** RECORDS FOR THE EXERCISE follows **

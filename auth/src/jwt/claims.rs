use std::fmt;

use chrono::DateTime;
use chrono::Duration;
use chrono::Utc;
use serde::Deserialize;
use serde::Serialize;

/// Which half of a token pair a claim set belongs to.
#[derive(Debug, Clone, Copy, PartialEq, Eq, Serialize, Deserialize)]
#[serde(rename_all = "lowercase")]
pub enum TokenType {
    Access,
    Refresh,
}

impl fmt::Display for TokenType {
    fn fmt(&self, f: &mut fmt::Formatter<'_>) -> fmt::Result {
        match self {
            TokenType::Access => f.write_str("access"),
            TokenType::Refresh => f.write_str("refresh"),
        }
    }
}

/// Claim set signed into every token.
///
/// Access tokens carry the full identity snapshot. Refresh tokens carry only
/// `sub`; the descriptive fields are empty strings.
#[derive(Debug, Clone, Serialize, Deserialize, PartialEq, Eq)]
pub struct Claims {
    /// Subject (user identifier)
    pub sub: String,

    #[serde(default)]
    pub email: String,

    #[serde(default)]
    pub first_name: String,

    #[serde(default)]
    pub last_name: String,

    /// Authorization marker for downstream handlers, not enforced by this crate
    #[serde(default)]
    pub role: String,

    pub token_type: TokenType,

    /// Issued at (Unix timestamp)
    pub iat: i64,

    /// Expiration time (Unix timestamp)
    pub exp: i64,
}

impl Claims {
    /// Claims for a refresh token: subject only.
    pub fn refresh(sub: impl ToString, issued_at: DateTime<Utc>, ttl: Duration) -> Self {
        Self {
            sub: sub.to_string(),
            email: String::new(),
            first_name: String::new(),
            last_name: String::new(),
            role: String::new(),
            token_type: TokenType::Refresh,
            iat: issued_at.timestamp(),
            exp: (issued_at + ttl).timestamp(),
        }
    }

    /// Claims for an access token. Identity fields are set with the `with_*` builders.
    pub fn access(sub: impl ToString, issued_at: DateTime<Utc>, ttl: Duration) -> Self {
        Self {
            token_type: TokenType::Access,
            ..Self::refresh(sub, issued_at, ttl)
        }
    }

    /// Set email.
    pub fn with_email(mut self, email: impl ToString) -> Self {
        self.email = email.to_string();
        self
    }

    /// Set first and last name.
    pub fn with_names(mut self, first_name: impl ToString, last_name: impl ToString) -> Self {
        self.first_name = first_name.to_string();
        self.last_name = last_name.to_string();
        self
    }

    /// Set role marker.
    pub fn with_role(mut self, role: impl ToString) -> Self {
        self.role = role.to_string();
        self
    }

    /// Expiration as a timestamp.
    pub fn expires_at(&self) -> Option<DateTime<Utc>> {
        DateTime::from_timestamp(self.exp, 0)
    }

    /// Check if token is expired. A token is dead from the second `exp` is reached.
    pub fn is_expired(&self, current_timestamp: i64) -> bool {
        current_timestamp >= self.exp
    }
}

** End of RECORDS FOR THE EXERCISE **
** RECORDS FOR THE EXERCISE follows **

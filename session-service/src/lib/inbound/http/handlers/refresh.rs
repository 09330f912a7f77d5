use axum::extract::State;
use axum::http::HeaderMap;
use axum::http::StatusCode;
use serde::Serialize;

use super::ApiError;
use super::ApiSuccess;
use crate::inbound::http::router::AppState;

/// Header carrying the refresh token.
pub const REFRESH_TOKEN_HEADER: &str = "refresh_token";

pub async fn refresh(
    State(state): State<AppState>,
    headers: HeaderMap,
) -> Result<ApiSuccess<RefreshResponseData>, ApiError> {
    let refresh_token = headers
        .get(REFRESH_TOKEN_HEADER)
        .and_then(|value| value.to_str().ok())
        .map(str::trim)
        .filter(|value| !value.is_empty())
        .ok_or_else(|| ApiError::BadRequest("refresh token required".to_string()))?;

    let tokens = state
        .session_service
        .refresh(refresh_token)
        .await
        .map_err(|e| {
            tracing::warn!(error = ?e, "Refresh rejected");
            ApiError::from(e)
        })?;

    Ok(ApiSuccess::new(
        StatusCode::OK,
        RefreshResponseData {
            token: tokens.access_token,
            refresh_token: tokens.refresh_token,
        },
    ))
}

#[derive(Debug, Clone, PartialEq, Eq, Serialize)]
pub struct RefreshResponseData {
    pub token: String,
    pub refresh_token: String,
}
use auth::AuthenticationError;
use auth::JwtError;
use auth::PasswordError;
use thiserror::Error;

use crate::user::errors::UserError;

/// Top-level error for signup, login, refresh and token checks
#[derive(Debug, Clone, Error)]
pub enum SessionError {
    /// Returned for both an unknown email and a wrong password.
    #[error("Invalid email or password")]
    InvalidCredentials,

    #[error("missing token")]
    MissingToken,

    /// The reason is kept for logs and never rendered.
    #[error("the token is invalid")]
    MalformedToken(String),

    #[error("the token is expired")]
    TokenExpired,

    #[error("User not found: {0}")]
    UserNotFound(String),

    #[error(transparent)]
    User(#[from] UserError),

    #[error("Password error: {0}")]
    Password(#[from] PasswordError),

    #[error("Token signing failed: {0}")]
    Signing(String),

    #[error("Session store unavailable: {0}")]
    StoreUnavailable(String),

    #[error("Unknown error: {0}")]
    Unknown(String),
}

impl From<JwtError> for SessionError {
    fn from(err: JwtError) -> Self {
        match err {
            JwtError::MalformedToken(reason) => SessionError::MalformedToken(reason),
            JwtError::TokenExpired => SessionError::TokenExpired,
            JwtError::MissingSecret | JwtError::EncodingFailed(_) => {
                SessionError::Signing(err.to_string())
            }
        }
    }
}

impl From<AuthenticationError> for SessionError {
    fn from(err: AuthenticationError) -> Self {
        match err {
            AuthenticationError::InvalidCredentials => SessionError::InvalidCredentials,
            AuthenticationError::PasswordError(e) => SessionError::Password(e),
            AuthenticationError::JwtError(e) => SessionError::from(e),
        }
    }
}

** End of RECORDS FOR THE EXERCISE **

[TASK BRIEF]
The answer must be every line of the records above that holds the word "chrono".

[ANSWER]
use chrono::DateTime;
use chrono::Duration;
use chrono::Utc;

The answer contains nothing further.